THE TASK:
Please count the lines in the entries below that include the word "PartialEq", and give only the number.

RECORDS FOR THIS TASK:
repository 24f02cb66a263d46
pub mod client_config;
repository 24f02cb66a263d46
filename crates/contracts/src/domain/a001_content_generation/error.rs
use thiserror::Error;

/// Ошибки генерации контента
///
/// Все варианты, кроме `EmptyIdea`, возникают уже после отправки запроса.
/// UI их только логирует: результат не показывается, кнопка снова активна.
#[derive(Debug, Clone, PartialEq, Eq, Error)]
pub enum GenerationError {
    /// Пустая идея: запрос не формируется
    #[error("idea must not be empty")]
    EmptyIdea,

    /// Запрос не удалось отправить или ответ не получен
    #[error("network failure: {0}")]
    NetworkFailure(String),

    /// Вебхук ответил статусом вне диапазона 2xx
    #[error("webhook responded with HTTP {0}")]
    HttpStatus(u16),

    /// Тело ответа не соответствует ожидаемому JSON
    #[error("malformed webhook response: {0}")]
    MalformedResponse(String),
}

impl GenerationError {
    pub fn is_transport(&self) -> bool {
        matches!(
            self,
            GenerationError::NetworkFailure(_) | GenerationError::HttpStatus(_)
        )
    }
}
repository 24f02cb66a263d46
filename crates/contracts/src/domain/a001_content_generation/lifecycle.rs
use super::dto::{CopiedField, GenerationRequest, GenerationResult};
use super::error::GenerationError;

/// Длительность индикатора «скопировано», мс
pub const COPY_FEEDBACK_MS: u32 = 2000;

/// Фаза запроса генерации
#[derive(Debug, Clone, Copy, PartialEq, Eq, Default)]
pub enum GenerationPhase {
    #[default]
    Idle,
    Generating,
    /// Запрос завершён (успешно или нет); для повторной отправки равносильно `Idle`
    Settled,
}

/// Состояние формы генерации
///
/// Single-flight: пока запрос в полёте, `begin_generation` ничего не отдаёт.
/// Результат меняется только при успешном ответе.
#[derive(Debug, Clone, Default, PartialEq, Eq)]
pub struct GenerationSession {
    pub idea: String,
    pub context: String,
    phase: GenerationPhase,
    result: Option<GenerationResult>,
}

impl GenerationSession {
    pub fn new() -> Self {
        Self::default()
    }

    pub fn is_loading(&self) -> bool {
        self.phase == GenerationPhase::Generating
    }

    pub fn result(&self) -> Option<&GenerationResult> {
        self.result.as_ref()
    }

    pub fn can_submit(&self) -> bool {
        !self.is_loading() && !self.idea.is_empty()
    }

    /// Перейти в `Generating` и вернуть запрос для отправки.
    /// `None` если идея пустая или предыдущий запрос ещё не завершён.
    pub fn begin_generation(&mut self) -> Option<GenerationRequest> {
        if self.is_loading() {
            return None;
        }
        let context = (!self.context.is_empty()).then(|| self.context.clone());
        let request = GenerationRequest::new(self.idea.clone(), context).ok()?;
        self.phase = GenerationPhase::Generating;
        Some(request)
    }

    /// Применить исход запроса. Ошибка возвращается вызывающему для логирования.
    ///
    /// Исход, пришедший вне фазы `Generating`, отбрасывается.
    pub fn settle(
        &mut self,
        outcome: Result<GenerationResult, GenerationError>,
    ) -> Result<(), GenerationError> {
        if !self.is_loading() {
            return Ok(());
        }
        self.phase = GenerationPhase::Settled;
        let result = outcome?;
        self.result = Some(result);
        Ok(())
    }
}

/// Номер последнего копирования; сбросить индикатор может только его таймер
#[derive(Debug, Clone, Copy, PartialEq, Eq, PartialOrd, Ord)]
pub struct CopyTicket(u64);

/// Индикатор «скопировано», не зависит от фазы генерации
#[derive(Debug, Clone, Default, PartialEq, Eq)]
pub struct CopyIndicator {
    field: Option<CopiedField>,
    issued: u64,
}

impl CopyIndicator {
    pub fn new() -> Self {
        Self::default()
    }

    pub fn is_copied(&self, field: CopiedField) -> bool {
        self.field == Some(field)
    }

    /// Показать индикатор для поля и выдать билет для таймера сброса
    pub fn mark(&mut self, field: CopiedField) -> CopyTicket {
        self.issued += 1;
        self.field = Some(field);
        CopyTicket(self.issued)
    }

    /// Сбросить индикатор, если билет последний. Возвращает, был ли сброс.
    pub fn expire(&mut self, ticket: CopyTicket) -> bool {
        if ticket.0 != self.issued {
            return false;
        }
        self.field = None;
        true
    }
}

#[cfg(test)]
mod tests {
    use super::*;

    fn session_with_idea(idea: &str) -> GenerationSession {
        let mut session = GenerationSession::new();
        session.idea = idea.to_string();
        session
    }

    fn sample_result() -> GenerationResult {
        GenerationResult {
            social_post: "A".into(),
            article: "B".into(),
        }
    }

    #[test]
    fn test_empty_idea_does_not_dispatch() {
        let mut session = session_with_idea("");
        assert!(!session.can_submit());
        assert_eq!(session.begin_generation(), None);
        assert_eq!(session.phase, GenerationPhase::Idle);
    }

    #[test]
    fn test_whitespace_only_idea_is_dispatched() {
        let mut session = session_with_idea(" ");
        assert!(session.can_submit());
        let request = session.begin_generation().unwrap();
        assert_eq!(request.idea, " ");
        assert!(session.is_loading());
    }

    #[test]
    fn test_copy_feedback_window_is_two_seconds() {
        assert_eq!(COPY_FEEDBACK_MS, 2000);
    }

    #[test]
    fn test_single_flight_guard() {
        let mut session = session_with_idea("post about Leptos");
        session.context = "friendly tone".into();

        let first = session.begin_generation().unwrap();
        assert_eq!(first.idea, "post about Leptos");
        assert_eq!(first.context, "friendly tone");
        assert!(session.is_loading());
        assert!(!session.can_submit());

        assert_eq!(session.begin_generation(), None);
        assert!(session.is_loading());
    }

    #[test]
    fn test_success_populates_result() {
        let mut session = session_with_idea("idea");
        session.begin_generation().unwrap();

        assert_eq!(session.settle(Ok(sample_result())), Ok(()));
        assert!(!session.is_loading());
        assert_eq!(session.phase, GenerationPhase::Settled);
        assert_eq!(session.result(), Some(&sample_result()));
    }

    #[test]
    fn test_failure_leaves_result_unset() {
        let mut session = session_with_idea("idea");
        session.begin_generation().unwrap();

        let err = GenerationError::NetworkFailure("offline".into());
        assert_eq!(session.settle(Err(err.clone())), Err(err));
        assert!(!session.is_loading());
        assert_eq!(session.result(), None);
        assert!(session.can_submit());
    }

    #[test]
    fn test_failure_keeps_previous_result() {
        let mut session = session_with_idea("idea");
        session.begin_generation().unwrap();
        session.settle(Ok(sample_result())).unwrap();

        session.begin_generation().unwrap();
        let _ = session.settle(Err(GenerationError::HttpStatus(503)));
        assert_eq!(session.result(), Some(&sample_result()));
    }

    #[test]
    fn test_settled_allows_new_request() {
        let mut session = session_with_idea("idea");
        session.begin_generation().unwrap();
        session.settle(Ok(sample_result())).unwrap();

        assert!(session.begin_generation().is_some());
        assert!(session.is_loading());
    }

    #[test]
    fn test_stray_outcome_is_ignored() {
        let mut session = session_with_idea("idea");
        assert_eq!(session.settle(Ok(sample_result())), Ok(()));
        assert_eq!(session.result(), None);
        assert_eq!(session.phase, GenerationPhase::Idle);
    }

    #[test]
    fn test_copy_indicator_expires() {
        let mut indicator = CopyIndicator::new();
        let ticket = indicator.mark(CopiedField::Article);
        assert_eq!(indicator.field, Some(CopiedField::Article));
        assert!(indicator.is_copied(CopiedField::Article));
        assert!(!indicator.is_copied(CopiedField::Social));

        assert!(indicator.expire(ticket));
        assert_eq!(indicator.field, None);
    }

    #[test]
    fn test_repeated_copy_is_not_cut_short() {
        let mut indicator = CopyIndicator::new();
        let first = indicator.mark(CopiedField::Social);
        let second = indicator.mark(CopiedField::Social);

        // Таймер первого копирования не должен гасить второе
        assert!(!indicator.expire(first));
        assert_eq!(indicator.field, Some(CopiedField::Social));

        assert!(indicator.expire(second));
        assert_eq!(indicator.field, None);
    }

    #[test]
    fn test_copy_twice_in_sequence_resets_between() {
        let mut indicator = CopyIndicator::new();
        let first = indicator.mark(CopiedField::Article);
        assert!(indicator.expire(first));
        assert_eq!(indicator.field, None);

        let second = indicator.mark(CopiedField::Article);
        assert_eq!(indicator.field, Some(CopiedField::Article));
        assert!(indicator.expire(second));
        assert_eq!(indicator.field, None);
        assert!(second > first);
    }

    #[test]
    fn test_switching_field_moves_indicator() {
        let mut indicator = CopyIndicator::new();
        let social = indicator.mark(CopiedField::Social);
        let article = indicator.mark(CopiedField::Article);
        assert!(!indicator.expire(social));
        assert_eq!(indicator.field, Some(CopiedField::Article));
        assert!(indicator.expire(article));
    }
}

EXERCISE SOLUTION:
5